Beta preview: OAuth for MCP Server

Version 1.1 and higher of Splunk MCP Server offers a feature preview of OAuth for MCP Server. This feature can help make Splunk data easier to securely access from AI tools such as Glean, without the need to manage static credentials.

CAUTION: OAuth for MCP is a closed preview for Splunk Cloud Platform customers only. The feature is off by default and must be enabled by Splunk. To request enablement, contact Splunk Support or your account team.

The preview is provided under the Splunk Pre-Release Agreement for Hosted Services.

You can use OAuth to let an MCP-compatible client such as Claude Code, Codex, Cursor, or the MCP Inspector, sign in to your Splunk MCP Server through a browser-based OAuth flow rather than a long-lived token.

With OAuth configured, end users authenticate interactively against Splunk, and the client exchanges the resulting authorization code for an access token that it uses to call the MCP endpoint. No static credentials are stored in the MCP client configuration.

Providing feedback

This feature is a closed preview. To report an issue or request enhancements, contact Splunk Support or your account team.

Preview disclaimer

Beta features described in this document are provided by Splunk to you "as is" without any warranties, maintenance and support, or service-level commitments. Splunk makes this Beta feature available at its sole discretion and may discontinue it at any time. Use of Beta features is subject to the Splunk Pre-Release Agreement for Hosted Services.

OAuth prerequisites

Before configuring OAuth, the Splunk MCP Server app itself must already be installed and configured on your stack, including the following:
Note: If any of the prerequisites are missing, OAuth sign-in might succeed but tool calls will fail with permission or API-access errors.
  • Splunkbase install of the MCP Server for Splunk platform app on your Search Head or Search Head Cluster. See https://splunkbase.splunk.com/app/7931
  • REST API access enabled for the deployment.

  • Token-based authentication enabled. This is required for the underlying MCP Server, independent of the OAuth flow.

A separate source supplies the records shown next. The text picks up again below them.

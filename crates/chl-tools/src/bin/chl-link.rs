// crates/chl-tools/src/bin/chl-link.rs
//! Linker CHL : fusionne plusieurs modules objets `.chlo` en une image `.chl`.
//!
//! Exemples :
//!   chl-link base.chlo npc.chlo --out game.chl --summary
//!   chl-link base.chlo npc.chlo --shared-strings --debug-metadata --verify
//!   chl-link base.chlo npc.chlo --out game.chl --emit-json game.manifest.json
//!
//! Remarques :
//! - L’ordre des entrées compte : un module ne voit que les symboles des modules précédents.
//! - Les réglages `[link]` de `.chltools.toml` servent de valeurs par défaut.

use std::path::PathBuf;
use std::process::ExitCode;

use clap::{ArgAction, Parser};
use tracing::info;
use yansi::{Color, Paint};

use chl_tools::prelude::*;

#[derive(Parser, Debug)]
#[command(name = "chl-link", version, about = "Linker CHL (fusion de modules objets)")]
struct Cli {
    /// Modules objets, dans l’ordre du lien
    #[arg(required = true)]
    inputs: Vec<PathBuf>,

    /// Image de sortie (défaut : premier module avec l’extension `.chl`)
    #[arg(short, long)]
    out: Option<PathBuf>,

    /// Déduplique les chaînes identiques entre modules
    #[arg(long, action = ArgAction::SetTrue)]
    shared_strings: bool,

    /// Désactive la déduplication même si la config l’active
    #[arg(long, action = ArgAction::SetTrue)]
    no_shared_strings: bool,

    /// Émet propriétés de build, dossiers sources et PUSH de chaînes dans l’image
    #[arg(long, action = ArgAction::SetTrue)]
    debug_metadata: bool,

    /// Vérifie le résultat en le rechargeant (round-trip + validation)
    #[arg(long, action = ArgAction::SetTrue)]
    verify: bool,

    /// Résumé humain : modules, scripts, instructions, chaînes
    #[arg(long, action = ArgAction::SetTrue)]
    summary: bool,

    /// Écrit le manifeste JSON du lien
    #[arg(long)]
    emit_json: Option<PathBuf>,

    /// Fichier de config explicite (sinon `.chltools.toml` ascendant)
    #[arg(long)]
    config: Option<PathBuf>,

    /// Trace chaque opérande relocalisé (avec -vvv)
    #[arg(long, action = ArgAction::SetTrue)]
    trace: bool,

    /// Couleurs
    #[arg(long, value_enum, default_value_t = ColorMode::Auto)]
    color: ColorMode,

    /// Verbosité (-v, -vv, -vvv)
    #[arg(short, long, action = ArgAction::Count)]
    verbose: u8,

    /// N’affiche que les erreurs
    #[arg(short, long, action = ArgAction::SetTrue, conflicts_with = "verbose")]
    quiet: bool,

    /// Affiche la durée
    #[arg(long, action = ArgAction::SetTrue)]
    time: bool,
}

fn main() -> ExitCode {
    match real_main() {
        Ok(()) => ExitCode::SUCCESS,
        Err(e) => {
            eprintln!("{} {e:#}", "❌".paint(Color::Red));
            ExitCode::FAILURE
        }
    }
}

fn real_main() -> Result<()> {
    color_eyre::install().ok();
    let cli = Cli::parse();
    setup_colors(cli.color);
    init_tracing(cli.verbose, cli.quiet);
    info!("{}", version_banner("chl-link"));

    let config_path = cli.config.clone().map(to_utf8).transpose()?;
    let cfg = load_config(config_path.as_deref())?;
    let mut opts = cfg.link_options();
    if cli.shared_strings {
        opts.shared_strings = true;
    }
    if cli.no_shared_strings {
        opts.shared_strings = false;
    }
    opts.debug_metadata |= cli.debug_metadata;
    opts.trace = cli.trace;

    let inputs = cli.inputs.iter().cloned().map(to_utf8).collect::<Result<Vec<_>>>()?;
    let out = match cli.out.clone() {
        Some(p) => to_utf8(p)?,
        None => default_out_path(&inputs[0], "chl"),
    };

    let t0 = Timer::start();
    let modules = inputs.iter().map(|p| load_object(p)).collect::<Result<Vec<_>>>()?;
    let Linked { image, manifest } = link(modules, &opts)?;
    let bytes = image.to_bytes();

    if cli.verify {
        let back = chl_core::bytecode::Image::from_bytes(&bytes).context("relecture de l’image")?;
        validate_image(&back).context("image liée invalide")?;
        if back != image {
            return Err(anyhow!("round-trip différent de l’image liée"));
        }
        eprintln!("{}", "✓ verify round-trip OK".paint(Color::Green));
    }

    if cli.summary {
        print_summary(&manifest);
    }

    if let Some(path) = cli.emit_json {
        let path = to_utf8(path)?;
        write_text(&path, &serde_json::to_string_pretty(&manifest)?)?;
        eprintln!("🧾 Manifest JSON → {path}");
    }

    write_bytes(&out, &bytes)?;
    if !cli.quiet {
        eprintln!("✅ Link → {out}");
    }
    if cli.time {
        eprintln!("⏱️  {}", t0.pretty());
    }
    Ok(())
}

fn print_summary(m: &LinkManifest) {
    let saved = m.data_bytes_before.saturating_sub(m.data_bytes_after);
    eprintln!("{}", "== Link summary ==".paint(Color::Cyan).bold());
    eprintln!("• inputs: {}", m.inputs.len());
    for i in &m.inputs {
        eprintln!(
            "  - {} (base={}, scripts={}, ops={}, globals@{}, dedup={})",
            i.file, i.base_address, i.scripts, i.instructions, i.global_offset, i.dedup_hits
        );
    }
    eprintln!("• scripts: {}   ops: {}   global slots: {}", m.total_scripts, m.total_instructions, m.total_global_slots);
    eprintln!("• data: {} bytes (avant: {}, gain: {saved})", m.data_bytes_after, m.data_bytes_before);
    eprintln!("• version: {}", m.version);
    if !m.build_properties.is_empty() {
        eprintln!("• build: {}", m.build_properties.join(", "));
    }
}
//! Helper validations reused by tooling.

use super::{Image, Operand, SymRef};
use crate::{CoreError, CoreResult};

/// Structural validation of a linked image.
///
/// Keeps the checks lightweight: ids and addresses must be in range, every
/// script run must be closed by END, and no placeholder may survive linking.
pub fn validate_image(image: &Image) -> CoreResult<()> {
    let code_len = image.code.len();
    let script_count = image.scripts.len();

    for (i, s) in image.scripts.iter().enumerate() {
        if s.id as usize != i + 1 {
            return Err(CoreError::corrupted(format!(
                "script `{}` has id {} at position {}", s.name, s.id, i + 1
            )));
        }
        let Some(run) = image.script_code(s) else {
            return Err(CoreError::corrupted(format!(
                "script `{}` at {} is not terminated by END", s.name, s.address
            )));
        };
        for (k, ins) in run.iter().enumerate() {
            if let Operand::Var(SymRef::Internal(v)) = ins.operand {
                if image.var_name(s, v).is_none() {
                    let pc = s.address as usize + k;
                    return Err(CoreError::corrupted(format!(
                        "op {pc} in `{}` references unknown variable {v}", s.name
                    )));
                }
            }
        }
    }

    for (pc, ins) in image.code.iter().enumerate() {
        match ins.operand {
            Operand::Addr(a) if a as usize >= code_len => {
                return Err(CoreError::corrupted(format!("op {pc} jumps to {a} but code size is {code_len}")));
            }
            Operand::Script(SymRef::Internal(id)) if id == 0 || id as usize > script_count => {
                return Err(CoreError::corrupted(format!("op {pc} references unknown script {id}")));
            }
            Operand::Script(SymRef::External(_)) | Operand::Var(SymRef::External(_)) => {
                return Err(CoreError::corrupted(format!("op {pc} keeps an unresolved placeholder")));
            }
            _ => {}
        }
        if ins.is_reference() {
            let paired = pc.checked_sub(2).and_then(|p| image.code.get(p));
            if paired.and_then(|p| p.float_var_id()).is_none() {
                return Err(CoreError::corrupted(format!("op {pc} is a reference without its float PUSH")));
            }
        }
    }

    for s in &image.autostart {
        match s {
            SymRef::Internal(id) if *id >= 1 && (*id as usize) <= script_count => {}
            other => {
                return Err(CoreError::corrupted(format!("autostart entry {other:?} is not a script")));
            }
        }
    }

    Ok(())
}

#[cfg(test)]
mod tests {
    use super::*;
    use crate::bytecode::{GlobalVar, Instruction, Opcode, Script};

    fn one_script(code: Vec<Instruction>) -> Image {
        let mut img = Image::new();
        img.code = code;
        img.scripts.push(Script {
            id: 1,
            name: "main".into(),
            param_count: 0,
            global_count: 0,
            local_vars: vec![],
            address: 0,
            source_file: "main.txt".into(),
        });
        img
    }

    #[test]
    fn well_formed_image_passes() {
        let img = one_script(vec![
            Instruction::jump(Opcode::Jz, 2),
            Instruction::call(SymRef::Internal(1)),
            Instruction::end(),
        ]);
        assert_eq!(validate_image(&img), Ok(()));
    }

    #[test]
    fn variables_must_exist_in_the_script_scope() {
        let mut img = one_script(vec![Instruction::load(SymRef::Internal(1)), Instruction::end()]);
        img.scripts[0].global_count = 1;
        assert!(validate_image(&img).is_err());

        img.globals.push(GlobalVar::scalar("g")).unwrap();
        assert_eq!(validate_image(&img), Ok(()));

        img.code[0] = Instruction::load(SymRef::Internal(2));
        assert!(validate_image(&img).is_err());
        img.scripts[0].local_vars.push("l".into());
        assert_eq!(validate_image(&img), Ok(()));
    }

    #[test]
    fn placeholders_are_rejected() {
        let img = one_script(vec![Instruction::load(SymRef::External(0)), Instruction::end()]);
        assert!(validate_image(&img).is_err());
    }

    #[test]
    fn unterminated_script_is_rejected() {
        let img = one_script(vec![Instruction::push_int(1)]);
        assert!(validate_image(&img).is_err());
    }

    #[test]
    fn reference_needs_its_float_push() {
        let img = one_script(vec![
            Instruction::push_int(0),
            Instruction::push_int(1),
            Instruction::by_ref(Opcode::Load),
            Instruction::end(),
        ]);
        assert!(validate_image(&img).is_err());
    }
}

  • Role assignment of the mcp_tool_execute capability, and mcp_tool_admin capability for administrators, to the Splunk roles that need MCP access.

  • (Optional) Splunk AI Assistant for generation, explanation, and optimization tools. See https://splunkbase.splunk.com/app/7245

Participating in the beta preview

OAuth for Splunk MCP Server is enabled by Splunk on a per-stack basis. Confirm your stack has been enabled before starting.

When OAuth is enabled, you will see Splunk OAuth Clients (preview) under Settings, and then under Authentication methods in Splunk Web.

Required versions

Note: Older MCP client versions might not handle the callback or scope negotiation correctly.
Component Minimum version
Splunk Cloud Platform 10.3.2512.11
Splunk MCP Server app 1.1.1 or higher
MCP client Version with OAuth 2.1 authorization code + PKCE support. For Claude Code, use 2.1.114 or newer.

Access and environment

See the following table for Splunk administrator and end-user access and environment requirements:
User Requirements
Admin Splunk admin credentials with permission to create and manage OAuth clients.
End-user A web browser on the same device where the MCP client runs.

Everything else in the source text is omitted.